*** Extracted data ***

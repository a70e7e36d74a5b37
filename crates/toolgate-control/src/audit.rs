// crates/toolgate-control/src/audit.rs
// ============================================================================
// Module: Control-Plane Audit
// Description: Structured audit events for control-plane operations.
// Purpose: Record admin mutations and governance transitions as JSON lines.
// Dependencies: serde, toolgate-core
// ============================================================================

//! ## Overview
//! Every control-plane operation emits one audit event: the operation label,
//! the decision, the caller's token fingerprint, and the resulting revision
//! or request id when applicable. Events serialize as single JSON lines so
//! deployments can ship them with any log collector. Raw tokens never
//! appear in events.

// ============================================================================
// SECTION: Imports
// ============================================================================

use serde::Serialize;
use toolgate_core::RequestId;
use toolgate_core::Revision;

// ============================================================================
// SECTION: Audit Events
// ============================================================================

/// Audit event payload for one control-plane operation.
#[derive(Debug, Serialize)]
pub struct ControlAuditEvent {
    /// Event identifier.
    event: &'static str,
    /// Operation label (route-level).
    operation: String,
    /// Decision outcome: `allow` or `deny`.
    decision: &'static str,
    /// Role the caller authenticated under, when authenticated.
    role: Option<&'static str>,
    /// Bearer token fingerprint (sha256), when authenticated.
    token_fingerprint: Option<String>,
    /// Revision after a successful mutation.
    #[serde(skip_serializing_if = "Option::is_none")]
    revision: Option<Revision>,
    /// Approval request touched by the operation.
    #[serde(skip_serializing_if = "Option::is_none")]
    request_id: Option<RequestId>,
    /// Failure reason for deny events.
    #[serde(skip_serializing_if = "Option::is_none")]
    reason: Option<String>,
}

impl ControlAuditEvent {
    /// Builds an allow event.
    #[must_use]
    pub fn allowed(
        operation: impl Into<String>,
        role: &'static str,
        token_fingerprint: impl Into<String>,
    ) -> Self {
        Self {
            event: "control_plane_op",
            operation: operation.into(),
            decision: "allow",
            role: Some(role),
            token_fingerprint: Some(token_fingerprint.into()),
            revision: None,
            request_id: None,
            reason: None,
        }
    }

    /// Builds a deny event.
    #[must_use]
    pub fn denied(operation: impl Into<String>, reason: impl Into<String>) -> Self {
        Self {
            event: "control_plane_op",
            operation: operation.into(),
            decision: "deny",
            role: None,
            token_fingerprint: None,
            revision: None,
            request_id: None,
            reason: Some(reason.into()),
        }
    }

    /// Attaches the post-mutation revision.
    #[must_use]
    pub const fn with_revision(mut self, revision: Revision) -> Self {
        self.revision = Some(revision);
        self
    }

    /// Attaches the approval request id.
    #[must_use]
    pub fn with_request_id(mut self, request_id: RequestId) -> Self {
        self.request_id = Some(request_id);
        self
    }
}

// ============================================================================
// SECTION: Sinks
// ============================================================================

/// Audit sink for control-plane events.
pub trait ControlAuditSink: Send + Sync {
    /// Records an audit event.
    fn record(&self, event: &ControlAuditEvent);
}

/// Audit sink that logs JSON lines to stderr.
pub struct StderrAuditSink;

impl ControlAuditSink for StderrAuditSink {
    fn record(&self, event: &ControlAuditEvent) {
        if let Ok(payload) = serde_json::to_string(event) {
            eprintln!("{payload}");
        }
    }
}

/// No-op audit sink for tests.
pub struct NoopAuditSink;

impl ControlAuditSink for NoopAuditSink {
    fn record(&self, _event: &ControlAuditEvent) {}
}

*** End of Extracted data ***

### What is needed
Find the word "lines" in the data and copy out each line where it turns up.

### Solution
// Purpose: Record admin mutations and governance transitions as JSON lines.
//! or request id when applicable. Events serialize as single JSON lines so
/// Audit sink that logs JSON lines to stderr.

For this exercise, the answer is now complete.